== Given entries ==

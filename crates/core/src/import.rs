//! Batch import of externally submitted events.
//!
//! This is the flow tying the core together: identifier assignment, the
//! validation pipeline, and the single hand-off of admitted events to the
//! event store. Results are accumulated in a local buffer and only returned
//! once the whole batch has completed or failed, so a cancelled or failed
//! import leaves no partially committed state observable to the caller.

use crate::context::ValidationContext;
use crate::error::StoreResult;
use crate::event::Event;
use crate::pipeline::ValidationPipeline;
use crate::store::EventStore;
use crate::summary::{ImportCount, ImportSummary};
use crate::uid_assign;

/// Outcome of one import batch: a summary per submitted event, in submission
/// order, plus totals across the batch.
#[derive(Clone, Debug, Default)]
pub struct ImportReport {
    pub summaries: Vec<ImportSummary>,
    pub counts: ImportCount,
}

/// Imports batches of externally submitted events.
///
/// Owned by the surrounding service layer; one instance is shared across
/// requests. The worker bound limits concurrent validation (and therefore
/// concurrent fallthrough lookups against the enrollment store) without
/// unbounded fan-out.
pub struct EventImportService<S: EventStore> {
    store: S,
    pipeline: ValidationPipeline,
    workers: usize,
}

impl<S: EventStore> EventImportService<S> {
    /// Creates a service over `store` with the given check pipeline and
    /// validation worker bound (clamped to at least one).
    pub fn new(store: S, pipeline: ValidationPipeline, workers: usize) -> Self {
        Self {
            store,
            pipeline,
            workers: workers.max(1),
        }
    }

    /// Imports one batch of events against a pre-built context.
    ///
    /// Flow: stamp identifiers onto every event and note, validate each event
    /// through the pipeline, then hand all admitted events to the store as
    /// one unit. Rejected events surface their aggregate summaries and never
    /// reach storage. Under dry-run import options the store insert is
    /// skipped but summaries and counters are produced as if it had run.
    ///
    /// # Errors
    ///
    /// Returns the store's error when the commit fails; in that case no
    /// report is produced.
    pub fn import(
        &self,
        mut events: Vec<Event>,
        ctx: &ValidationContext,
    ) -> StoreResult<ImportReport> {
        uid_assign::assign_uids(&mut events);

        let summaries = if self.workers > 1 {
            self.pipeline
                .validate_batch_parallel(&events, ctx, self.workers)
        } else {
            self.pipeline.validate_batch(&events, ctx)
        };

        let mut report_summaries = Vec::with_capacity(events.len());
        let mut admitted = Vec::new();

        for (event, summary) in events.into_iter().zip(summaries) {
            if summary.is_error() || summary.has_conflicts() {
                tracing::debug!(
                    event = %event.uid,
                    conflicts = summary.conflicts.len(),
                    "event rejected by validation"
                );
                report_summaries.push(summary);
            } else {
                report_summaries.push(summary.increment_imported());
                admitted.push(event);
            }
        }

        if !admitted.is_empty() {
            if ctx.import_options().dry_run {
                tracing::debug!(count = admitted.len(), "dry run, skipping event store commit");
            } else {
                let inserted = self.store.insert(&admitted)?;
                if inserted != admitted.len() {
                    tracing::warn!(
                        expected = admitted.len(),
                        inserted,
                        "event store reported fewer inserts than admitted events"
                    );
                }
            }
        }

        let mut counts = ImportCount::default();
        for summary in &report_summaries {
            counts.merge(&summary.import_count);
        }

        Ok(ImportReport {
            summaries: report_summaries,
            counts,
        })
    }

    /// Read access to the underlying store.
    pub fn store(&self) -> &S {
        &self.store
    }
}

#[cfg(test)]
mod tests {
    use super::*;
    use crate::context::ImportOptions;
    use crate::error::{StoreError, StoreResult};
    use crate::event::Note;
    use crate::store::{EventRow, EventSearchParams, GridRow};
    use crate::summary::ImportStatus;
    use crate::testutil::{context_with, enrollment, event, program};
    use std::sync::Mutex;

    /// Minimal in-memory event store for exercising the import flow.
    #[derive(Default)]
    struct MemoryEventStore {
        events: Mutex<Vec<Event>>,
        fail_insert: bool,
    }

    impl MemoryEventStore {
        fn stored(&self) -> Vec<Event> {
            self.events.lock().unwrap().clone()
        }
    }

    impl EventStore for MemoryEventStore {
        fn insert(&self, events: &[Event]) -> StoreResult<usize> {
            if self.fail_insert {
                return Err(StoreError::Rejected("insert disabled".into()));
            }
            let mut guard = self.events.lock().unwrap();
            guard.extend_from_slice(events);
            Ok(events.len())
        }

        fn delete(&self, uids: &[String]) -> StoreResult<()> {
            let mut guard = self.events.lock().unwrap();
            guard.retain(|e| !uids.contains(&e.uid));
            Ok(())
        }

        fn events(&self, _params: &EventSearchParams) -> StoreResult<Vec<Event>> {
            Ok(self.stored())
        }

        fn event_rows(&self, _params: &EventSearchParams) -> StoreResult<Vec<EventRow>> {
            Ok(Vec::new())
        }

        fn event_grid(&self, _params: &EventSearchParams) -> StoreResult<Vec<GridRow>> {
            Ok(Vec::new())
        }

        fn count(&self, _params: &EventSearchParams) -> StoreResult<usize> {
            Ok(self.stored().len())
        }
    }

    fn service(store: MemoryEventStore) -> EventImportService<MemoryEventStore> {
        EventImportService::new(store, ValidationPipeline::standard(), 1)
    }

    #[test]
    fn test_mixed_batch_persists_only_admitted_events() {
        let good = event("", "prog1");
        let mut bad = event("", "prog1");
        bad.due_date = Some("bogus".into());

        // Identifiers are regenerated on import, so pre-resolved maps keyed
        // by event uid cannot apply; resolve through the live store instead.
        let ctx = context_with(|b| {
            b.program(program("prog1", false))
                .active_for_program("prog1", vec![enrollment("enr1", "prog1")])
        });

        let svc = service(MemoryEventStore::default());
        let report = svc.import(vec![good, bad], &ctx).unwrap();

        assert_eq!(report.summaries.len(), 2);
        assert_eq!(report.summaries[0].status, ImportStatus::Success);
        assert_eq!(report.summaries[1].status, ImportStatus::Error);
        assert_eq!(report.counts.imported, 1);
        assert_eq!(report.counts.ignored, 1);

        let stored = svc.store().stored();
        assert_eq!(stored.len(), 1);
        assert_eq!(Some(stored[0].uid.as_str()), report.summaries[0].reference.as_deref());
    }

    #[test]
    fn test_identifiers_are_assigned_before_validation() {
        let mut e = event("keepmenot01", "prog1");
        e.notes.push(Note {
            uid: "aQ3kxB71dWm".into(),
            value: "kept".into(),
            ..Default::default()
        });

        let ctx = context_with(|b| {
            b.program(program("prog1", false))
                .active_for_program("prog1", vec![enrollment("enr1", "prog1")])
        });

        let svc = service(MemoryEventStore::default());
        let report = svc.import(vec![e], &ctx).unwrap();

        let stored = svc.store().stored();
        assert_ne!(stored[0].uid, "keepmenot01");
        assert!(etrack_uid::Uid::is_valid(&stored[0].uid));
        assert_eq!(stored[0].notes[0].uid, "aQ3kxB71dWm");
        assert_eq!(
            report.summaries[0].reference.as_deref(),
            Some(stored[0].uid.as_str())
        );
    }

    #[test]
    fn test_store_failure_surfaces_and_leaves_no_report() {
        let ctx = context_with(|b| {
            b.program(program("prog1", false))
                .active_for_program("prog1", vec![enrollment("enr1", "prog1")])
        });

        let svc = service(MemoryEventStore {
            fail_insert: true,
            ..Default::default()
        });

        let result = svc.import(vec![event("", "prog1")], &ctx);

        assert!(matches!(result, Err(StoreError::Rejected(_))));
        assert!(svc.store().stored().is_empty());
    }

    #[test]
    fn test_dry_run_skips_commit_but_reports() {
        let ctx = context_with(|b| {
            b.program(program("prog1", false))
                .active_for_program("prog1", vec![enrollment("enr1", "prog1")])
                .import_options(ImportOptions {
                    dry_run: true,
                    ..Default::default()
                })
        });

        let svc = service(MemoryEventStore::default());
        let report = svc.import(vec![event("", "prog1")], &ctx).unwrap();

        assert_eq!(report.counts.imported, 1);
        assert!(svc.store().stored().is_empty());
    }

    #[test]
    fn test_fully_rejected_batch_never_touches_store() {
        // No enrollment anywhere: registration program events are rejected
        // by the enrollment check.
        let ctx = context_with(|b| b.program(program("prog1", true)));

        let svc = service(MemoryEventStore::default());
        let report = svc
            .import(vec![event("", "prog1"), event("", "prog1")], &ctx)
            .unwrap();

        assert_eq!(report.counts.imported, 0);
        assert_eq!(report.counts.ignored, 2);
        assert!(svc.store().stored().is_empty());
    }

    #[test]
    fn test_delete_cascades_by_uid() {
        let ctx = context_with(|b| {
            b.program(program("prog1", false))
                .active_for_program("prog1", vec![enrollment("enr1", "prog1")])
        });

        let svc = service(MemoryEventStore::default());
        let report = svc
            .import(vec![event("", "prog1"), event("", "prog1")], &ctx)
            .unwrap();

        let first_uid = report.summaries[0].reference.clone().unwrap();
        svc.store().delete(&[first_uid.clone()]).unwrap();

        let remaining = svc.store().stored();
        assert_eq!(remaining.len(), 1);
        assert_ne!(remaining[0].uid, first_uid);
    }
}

===
== Given entries ==

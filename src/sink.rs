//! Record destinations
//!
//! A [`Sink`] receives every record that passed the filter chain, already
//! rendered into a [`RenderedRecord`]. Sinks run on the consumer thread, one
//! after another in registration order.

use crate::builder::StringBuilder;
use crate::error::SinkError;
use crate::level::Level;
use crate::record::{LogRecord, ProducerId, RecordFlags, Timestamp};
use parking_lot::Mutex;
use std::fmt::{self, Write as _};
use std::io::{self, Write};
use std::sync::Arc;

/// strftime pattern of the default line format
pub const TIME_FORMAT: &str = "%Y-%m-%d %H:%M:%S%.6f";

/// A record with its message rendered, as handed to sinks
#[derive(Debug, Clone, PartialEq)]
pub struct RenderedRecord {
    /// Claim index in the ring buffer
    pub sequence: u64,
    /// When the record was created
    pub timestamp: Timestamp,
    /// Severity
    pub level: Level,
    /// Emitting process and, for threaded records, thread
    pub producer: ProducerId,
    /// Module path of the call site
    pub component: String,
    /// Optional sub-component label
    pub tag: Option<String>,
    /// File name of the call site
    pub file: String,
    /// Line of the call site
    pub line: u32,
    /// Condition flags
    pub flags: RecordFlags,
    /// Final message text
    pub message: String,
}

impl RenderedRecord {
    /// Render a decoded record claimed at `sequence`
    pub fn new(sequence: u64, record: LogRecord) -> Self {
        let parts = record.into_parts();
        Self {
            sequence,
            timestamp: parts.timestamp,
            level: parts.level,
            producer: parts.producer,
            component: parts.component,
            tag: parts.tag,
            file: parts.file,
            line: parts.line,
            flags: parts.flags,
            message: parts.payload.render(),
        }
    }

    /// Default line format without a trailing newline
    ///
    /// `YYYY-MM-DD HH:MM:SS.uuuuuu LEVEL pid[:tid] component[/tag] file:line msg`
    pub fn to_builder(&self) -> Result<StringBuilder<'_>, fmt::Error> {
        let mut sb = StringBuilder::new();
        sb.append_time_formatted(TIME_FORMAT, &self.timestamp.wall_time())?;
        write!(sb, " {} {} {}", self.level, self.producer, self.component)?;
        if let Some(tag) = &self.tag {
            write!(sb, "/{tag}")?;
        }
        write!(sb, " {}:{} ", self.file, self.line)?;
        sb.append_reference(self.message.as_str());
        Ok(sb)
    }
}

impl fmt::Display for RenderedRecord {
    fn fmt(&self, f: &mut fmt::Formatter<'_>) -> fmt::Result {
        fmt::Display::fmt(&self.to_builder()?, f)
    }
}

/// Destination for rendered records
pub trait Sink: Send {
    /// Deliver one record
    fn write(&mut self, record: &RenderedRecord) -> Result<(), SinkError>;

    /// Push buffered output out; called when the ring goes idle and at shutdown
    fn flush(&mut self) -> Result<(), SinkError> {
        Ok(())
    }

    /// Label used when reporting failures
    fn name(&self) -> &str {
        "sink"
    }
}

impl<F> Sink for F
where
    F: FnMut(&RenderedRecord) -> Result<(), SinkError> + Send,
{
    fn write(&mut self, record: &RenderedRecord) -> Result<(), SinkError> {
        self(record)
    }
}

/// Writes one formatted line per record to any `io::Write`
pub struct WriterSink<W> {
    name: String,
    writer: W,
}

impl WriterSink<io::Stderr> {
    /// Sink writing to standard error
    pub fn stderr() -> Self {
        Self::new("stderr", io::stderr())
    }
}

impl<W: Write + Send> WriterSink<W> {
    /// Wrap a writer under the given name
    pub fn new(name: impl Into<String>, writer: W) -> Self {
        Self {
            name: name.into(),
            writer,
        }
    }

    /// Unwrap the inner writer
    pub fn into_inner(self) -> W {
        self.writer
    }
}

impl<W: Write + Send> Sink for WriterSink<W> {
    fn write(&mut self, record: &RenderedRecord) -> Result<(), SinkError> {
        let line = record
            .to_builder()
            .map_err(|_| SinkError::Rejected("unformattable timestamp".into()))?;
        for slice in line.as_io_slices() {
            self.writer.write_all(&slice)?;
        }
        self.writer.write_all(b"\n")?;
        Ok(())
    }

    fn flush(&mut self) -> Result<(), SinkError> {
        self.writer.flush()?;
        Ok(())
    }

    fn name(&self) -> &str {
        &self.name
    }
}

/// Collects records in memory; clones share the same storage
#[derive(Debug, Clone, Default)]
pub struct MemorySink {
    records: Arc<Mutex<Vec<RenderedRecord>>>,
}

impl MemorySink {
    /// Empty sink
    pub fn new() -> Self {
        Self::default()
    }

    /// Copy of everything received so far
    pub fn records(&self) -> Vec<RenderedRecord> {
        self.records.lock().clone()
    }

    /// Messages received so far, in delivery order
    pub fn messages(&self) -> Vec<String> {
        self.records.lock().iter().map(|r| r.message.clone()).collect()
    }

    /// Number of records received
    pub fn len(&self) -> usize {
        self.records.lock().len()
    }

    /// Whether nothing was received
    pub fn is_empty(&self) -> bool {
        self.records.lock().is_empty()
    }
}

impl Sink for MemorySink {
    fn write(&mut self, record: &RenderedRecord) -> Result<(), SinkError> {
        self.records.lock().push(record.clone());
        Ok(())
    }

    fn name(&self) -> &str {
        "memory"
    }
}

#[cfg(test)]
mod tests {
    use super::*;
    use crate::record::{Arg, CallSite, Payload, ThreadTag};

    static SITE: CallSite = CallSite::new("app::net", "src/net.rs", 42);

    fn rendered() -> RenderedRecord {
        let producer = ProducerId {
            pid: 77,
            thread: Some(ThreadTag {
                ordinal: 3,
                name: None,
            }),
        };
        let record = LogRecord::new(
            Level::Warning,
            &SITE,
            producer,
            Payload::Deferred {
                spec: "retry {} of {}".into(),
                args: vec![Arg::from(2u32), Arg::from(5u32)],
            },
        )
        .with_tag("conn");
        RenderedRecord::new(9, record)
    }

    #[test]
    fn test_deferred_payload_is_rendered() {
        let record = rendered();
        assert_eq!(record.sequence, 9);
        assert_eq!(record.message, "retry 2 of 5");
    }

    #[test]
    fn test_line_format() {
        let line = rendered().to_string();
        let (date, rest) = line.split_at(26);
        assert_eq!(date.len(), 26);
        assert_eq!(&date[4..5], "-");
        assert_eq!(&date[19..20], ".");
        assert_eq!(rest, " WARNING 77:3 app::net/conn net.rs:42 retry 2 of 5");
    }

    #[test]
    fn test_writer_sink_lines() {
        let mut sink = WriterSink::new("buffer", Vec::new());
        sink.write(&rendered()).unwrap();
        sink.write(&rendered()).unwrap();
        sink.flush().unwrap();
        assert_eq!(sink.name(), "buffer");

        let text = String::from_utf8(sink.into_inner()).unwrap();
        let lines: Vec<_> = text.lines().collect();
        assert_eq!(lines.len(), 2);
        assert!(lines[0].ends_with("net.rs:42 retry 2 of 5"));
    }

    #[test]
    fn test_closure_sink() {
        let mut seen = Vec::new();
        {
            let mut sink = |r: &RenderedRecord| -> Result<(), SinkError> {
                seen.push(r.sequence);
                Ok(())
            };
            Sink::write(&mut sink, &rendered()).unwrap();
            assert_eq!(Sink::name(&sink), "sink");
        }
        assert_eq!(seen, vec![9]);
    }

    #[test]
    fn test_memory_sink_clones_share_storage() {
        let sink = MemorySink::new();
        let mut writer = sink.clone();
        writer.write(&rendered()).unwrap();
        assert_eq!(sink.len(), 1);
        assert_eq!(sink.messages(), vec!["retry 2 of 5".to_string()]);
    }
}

===

> **Required action**
Which lines above run from the one containing "self.records.lock().len()" down to the one containing "self.records.lock().push(record.clone());"? Repeat exactly those, both ends included, and nothing else.

> **Reply to the task**
        self.records.lock().len()
    }

    /// Whether nothing was received
    pub fn is_empty(&self) -> bool {
        self.records.lock().is_empty()
    }
}

impl Sink for MemorySink {
    fn write(&mut self, record: &RenderedRecord) -> Result<(), SinkError> {
        self.records.lock().push(record.clone());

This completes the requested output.